Dat ík later een stiefmoeder word.
A. was elf en wist het zeker. Ze ging niet voor andermans kinderen zorgen. Zoals ik voor haar sinds haar vijfde. Ik snapte het wel.

Waarom zou je geen stiefmoeder willen worden?
Tsja. Waarom wel? Als kind wil je astronaut worden of detective, maar niet die nare mevrouw die Sneeuwwitje het bos instuurt
In het echte leven heeft ze ook al geen beste papieren. Haar liefde is tweedehands en ze bouwt een relatie op de brokstukken van de vorige.

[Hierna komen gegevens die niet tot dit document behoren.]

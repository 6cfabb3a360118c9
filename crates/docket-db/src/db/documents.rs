//! Document collection repository: versioned slot sequences per (tenant, category, owner).

use async_trait::async_trait;
use chrono::{DateTime, Utc};
use docket_core::models::{Category, CollectionKey, DocumentCollection, OwnerRef, SlotSequence};
use docket_core::AppError;
use sqlx::types::Json;
use sqlx::{PgPool, Postgres};
use uuid::Uuid;

/// Persistence for document collections.
///
/// Writes are conditional: `insert` only succeeds when no collection exists for
/// the key, `update_if_version` only when the stored version still matches. A
/// `None` result means another writer got there first.
#[async_trait]
pub trait DocumentRepository: Send + Sync {
    async fn find(&self, key: &CollectionKey) -> Result<Option<DocumentCollection>, AppError>;

    /// Collections of a tenant, optionally narrowed by category and/or owner.
    async fn find_all(
        &self,
        tenant_id: Uuid,
        category: Option<&Category>,
        owner_ref: Option<&OwnerRef>,
    ) -> Result<Vec<DocumentCollection>, AppError>;

    /// Create a collection. Returns `None` if one already exists for `key`.
    async fn insert(
        &self,
        key: &CollectionKey,
        slots: &SlotSequence,
    ) -> Result<Option<DocumentCollection>, AppError>;

    /// Replace the slots of collection `id` if its version is still `expected_version`.
    async fn update_if_version(
        &self,
        id: Uuid,
        expected_version: i64,
        slots: &SlotSequence,
    ) -> Result<Option<DocumentCollection>, AppError>;
}

/// Row type for document_collections table (for FromRow).
#[derive(Debug, sqlx::FromRow)]
pub struct DocumentCollectionRow {
    pub id: Uuid,
    pub tenant_id: Uuid,
    pub category: String,
    pub owner_ref: Option<String>,
    pub slots: Json<SlotSequence>,
    pub version: i64,
    pub created_at: DateTime<Utc>,
    pub updated_at: DateTime<Utc>,
}

impl DocumentCollectionRow {
    pub fn into_collection(self) -> Result<DocumentCollection, AppError> {
        let category = self.category.parse::<Category>().map_err(|e| {
            AppError::Store(format!(
                "Collection {} has an unreadable category: {}",
                self.id, e
            ))
        })?;
        let owner_ref = self
            .owner_ref
            .map(|raw| raw.parse::<OwnerRef>())
            .transpose()
            .map_err(|e| {
                AppError::Store(format!(
                    "Collection {} has an unreadable owner: {}",
                    self.id, e
                ))
            })?;

        Ok(DocumentCollection {
            id: self.id,
            key: CollectionKey::new(self.tenant_id, category, owner_ref),
            slots: self.slots.0,
            version: self.version,
            created_at: self.created_at,
            updated_at: self.updated_at,
        })
    }
}

const COLUMNS: &str = "id, tenant_id, category, owner_ref, slots, version, created_at, updated_at";

/// PostgreSQL implementation of [`DocumentRepository`].
#[derive(Clone)]
pub struct PgDocumentRepository {
    pool: PgPool,
}

impl PgDocumentRepository {
    pub fn new(pool: PgPool) -> Self {
        Self { pool }
    }
}

#[async_trait]
impl DocumentRepository for PgDocumentRepository {
    #[tracing::instrument(skip(self), fields(db.table = "document_collections", tenant_id = %key.tenant_id))]
    async fn find(&self, key: &CollectionKey) -> Result<Option<DocumentCollection>, AppError> {
        let owner_ref = key.owner_ref.as_ref().map(|o| o.to_string());
        let row: Option<DocumentCollectionRow> =
            sqlx::query_as::<Postgres, DocumentCollectionRow>(&format!(
                "SELECT {} FROM document_collections \
                 WHERE tenant_id = $1 AND category = $2 AND owner_ref IS NOT DISTINCT FROM $3",
                COLUMNS
            ))
            .bind(key.tenant_id)
            .bind(key.category.as_str())
            .bind(owner_ref)
            .fetch_optional(&self.pool)
            .await?;

        row.map(DocumentCollectionRow::into_collection).transpose()
    }

    #[tracing::instrument(skip(self), fields(db.table = "document_collections"))]
    async fn find_all(
        &self,
        tenant_id: Uuid,
        category: Option<&Category>,
        owner_ref: Option<&OwnerRef>,
    ) -> Result<Vec<DocumentCollection>, AppError> {
        let rows: Vec<DocumentCollectionRow> =
            sqlx::query_as::<Postgres, DocumentCollectionRow>(&format!(
                "SELECT {} FROM document_collections \
                 WHERE tenant_id = $1 \
                   AND ($2::text IS NULL OR category = $2) \
                   AND ($3::text IS NULL OR owner_ref = $3) \
                 ORDER BY category, owner_ref NULLS FIRST",
                COLUMNS
            ))
            .bind(tenant_id)
            .bind(category.map(|c| c.as_str().to_string()))
            .bind(owner_ref.map(|o| o.to_string()))
            .fetch_all(&self.pool)
            .await?;

        rows.into_iter()
            .map(DocumentCollectionRow::into_collection)
            .collect()
    }

    #[tracing::instrument(skip(self, slots), fields(db.table = "document_collections", tenant_id = %key.tenant_id, slots = slots.len()))]
    async fn insert(
        &self,
        key: &CollectionKey,
        slots: &SlotSequence,
    ) -> Result<Option<DocumentCollection>, AppError> {
        let row: Option<DocumentCollectionRow> =
            sqlx::query_as::<Postgres, DocumentCollectionRow>(&format!(
                "INSERT INTO document_collections (tenant_id, category, owner_ref, slots) \
                 VALUES ($1, $2, $3, $4) \
                 ON CONFLICT DO NOTHING \
                 RETURNING {}",
                COLUMNS
            ))
            .bind(key.tenant_id)
            .bind(key.category.as_str())
            .bind(key.owner_ref.as_ref().map(|o| o.to_string()))
            .bind(Json(slots))
            .fetch_optional(&self.pool)
            .await?;

        row.map(DocumentCollectionRow::into_collection).transpose()
    }

    #[tracing::instrument(skip(self, slots), fields(db.table = "document_collections", db.record_id = %id, slots = slots.len()))]
    async fn update_if_version(
        &self,
        id: Uuid,
        expected_version: i64,
        slots: &SlotSequence,
    ) -> Result<Option<DocumentCollection>, AppError> {
        let row: Option<DocumentCollectionRow> =
            sqlx::query_as::<Postgres, DocumentCollectionRow>(&format!(
                "UPDATE document_collections \
                 SET slots = $3, version = version + 1, updated_at = NOW() \
                 WHERE id = $1 AND version = $2 \
                 RETURNING {}",
                COLUMNS
            ))
            .bind(id)
            .bind(expected_version)
            .bind(Json(slots))
            .fetch_optional(&self.pool)
            .await?;

        row.map(DocumentCollectionRow::into_collection).transpose()
    }
}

Geen roze wolk voor de stiefmoeder. Meer een stofwolk als je Google moet geloven.
En waarom ben je het dan toch geworden?
Because life is what happens to you while you’re busy making other plans. Ik werd verliefd. Sinds jaar en dag de beste reden om je in welk avontuur dan ook te storten.

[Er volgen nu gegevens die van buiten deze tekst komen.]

//! Vote tallies and the vote repository.
//!
//! Totals come from one `SUM` query per batch. PostgreSQL returns `NULL` for
//! the sum of an empty group, which surfaces here as `Option<i64>` and is
//! read as zero. The viewer's own vote comes from a second query that is
//! skipped when there is no viewer.

use std::collections::HashMap;

use async_trait::async_trait;
use diesel::prelude::*;
use diesel_async::RunQueryDsl;
use tracing::instrument;

use super::DieselRecipeStore;
use super::diesel_helpers::{map_diesel_error, map_pool_error};
use super::models::NewVoteRow;
use super::relation_loader::{PgRelations, RelationSource};
use super::schema::recipe_votes;
use crate::domain::ports::{StoreError, VoteRepository};
use crate::domain::{RecipeId, RecipeVotes, UserId};

/// Vote tallies for `recipe_ids` as seen by `viewer`.
///
/// Every requested id gets an entry, zero-filled when nobody voted.
pub(crate) async fn load_recipe_votes<S>(
    source: &mut S,
    viewer: Option<UserId>,
    recipe_ids: &[i64],
) -> Result<HashMap<RecipeId, RecipeVotes>, StoreError>
where
    S: RelationSource + ?Sized,
{
    if recipe_ids.is_empty() {
        return Ok(HashMap::new());
    }
    let totals = source.vote_totals(recipe_ids).await?;
    let own = match viewer {
        Some(user) => source.own_votes(user, recipe_ids).await?,
        None => Vec::new(),
    };
    Ok(tally(recipe_ids, totals, own))
}

fn tally(
    recipe_ids: &[i64],
    totals: Vec<(i64, Option<i64>)>,
    own: Vec<(i64, i16)>,
) -> HashMap<RecipeId, RecipeVotes> {
    let mut votes: HashMap<RecipeId, RecipeVotes> = recipe_ids
        .iter()
        .map(|id| (RecipeId::new(*id), RecipeVotes::default()))
        .collect();
    for (id, total) in totals {
        if let Some(entry) = votes.get_mut(&RecipeId::new(id)) {
            entry.total = total.unwrap_or(0);
        }
    }
    for (id, vote) in own {
        if let Some(entry) = votes.get_mut(&RecipeId::new(id)) {
            entry.user_own = vote;
        }
    }
    votes
}

#[async_trait]
impl VoteRepository for DieselRecipeStore {
    #[instrument(skip(self))]
    async fn add_vote(&self, recipe: RecipeId, user: UserId, vote: i16) -> Result<(), StoreError> {
        let mut conn = self.pool.get().await.map_err(map_pool_error)?;
        let row = NewVoteRow {
            recipe_id: recipe.get(),
            user_id: user.get(),
            vote,
        };
        diesel::insert_into(recipe_votes::table)
            .values(&row)
            .on_conflict((recipe_votes::recipe_id, recipe_votes::user_id))
            .do_update()
            .set(recipe_votes::vote.eq(vote))
            .execute(&mut conn)
            .await
            .map_err(map_diesel_error)?;
        Ok(())
    }

    #[instrument(skip(self))]
    async fn remove_vote(&self, recipe: RecipeId, user: UserId) -> Result<(), StoreError> {
        let mut conn = self.pool.get().await.map_err(map_pool_error)?;
        diesel::delete(
            recipe_votes::table
                .filter(recipe_votes::recipe_id.eq(recipe.get()))
                .filter(recipe_votes::user_id.eq(user.get())),
        )
        .execute(&mut conn)
        .await
        .map_err(map_diesel_error)?;
        Ok(())
    }

    async fn get_recipe_votes(&self, recipe: RecipeId) -> Result<i64, StoreError> {
        let mut conn = self.pool.get().await.map_err(map_pool_error)?;
        let mut relations = PgRelations::new(&mut conn);
        let votes = load_recipe_votes(&mut relations, None, &[recipe.get()]).await?;
        Ok(votes.get(&recipe).map_or(0, |tally| tally.total))
    }

    async fn get_user_vote(&self, recipe: RecipeId, user: UserId) -> Result<i16, StoreError> {
        let mut conn = self.pool.get().await.map_err(map_pool_error)?;
        let vote: Option<i16> = recipe_votes::table
            .filter(recipe_votes::recipe_id.eq(recipe.get()))
            .filter(recipe_votes::user_id.eq(user.get()))
            .select(recipe_votes::vote)
            .first(&mut conn)
            .await
            .optional()
            .map_err(map_diesel_error)?;
        Ok(vote.unwrap_or(0))
    }
}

Mijn avontuur bestond uit het stiefmoederschap voor twee peuters en (nog enger) een verhuizing naar een vinex-wijk in Amsterdam Noord.
En toen begon het gedonder?
Niet echt. Tenminste, niet meer of minder dan toen ik moeder werd van een zoon. Hooguit anders.
Tijdens onze eerste vakantie in Frankrijk vergat ik dat je geen Pernodjes in het dorp kunt drinken als er twee meisjes in de caravan liggen te slapen. Ik was pijnlijk onervaren.
Dan klopte ik mijn stiefdochter onhandig op haar rug als ze haar moeder miste. Dan deed het pijn als de meiden vanaf de camping belden en niet naar mij vroegen. Of ik voelde me bekritiseerd als hun moeder lachend tegen me zei dat ik wel wat strenger mocht zijn voor haar twee aapjes.
Maar daar staat genoeg tegenover.
Zoals?
Dat mijn jongste stiefdochter me op haar zesde vroeg of ze me ook mama mocht noemen. Dat ík favoriet ben bij het naar bed brengen omdat ik Elke dag een vraag introduceerde. Dat de oudste mij dagelijks belt in de week dat ze bij haar moeder is en van school naar huis fietst.
We hebben veel plezier samen.
Dus stiefmoederen is ook leuk?
Ja. En dat zou je bijna vergeten bij de wildgroei aan stiefcoaches, stiefplannen en boeken met titels als Stiefmanagement en Je wist waar je aan begon.
Er valt zo weinig te lachen. Maar dat is niet mijn ervaring wanneer mijn zoon niet met zijn halfzus maar met háár stiefzus op de schoolfoto staat. Of wanneer hun moeder en ik samen de jongste in het ziekenhuis bezoeken en verwarring zaaien over onze relatie bij het verplegend personeel.
En ze plagen me thuis nog steeds met het Pernodjes-verhaal.
Vrolijkheid als oplossing voor de problemen?
Zo werkt het natuurlijk niet. Maar meer luchtigheid en positieve verhalen kun je als stiefmoeder wel gebruiken.
Als vrolijk duwtje in de rug.
En omdat het genuanceerder is dan de zoekresultaten op Google.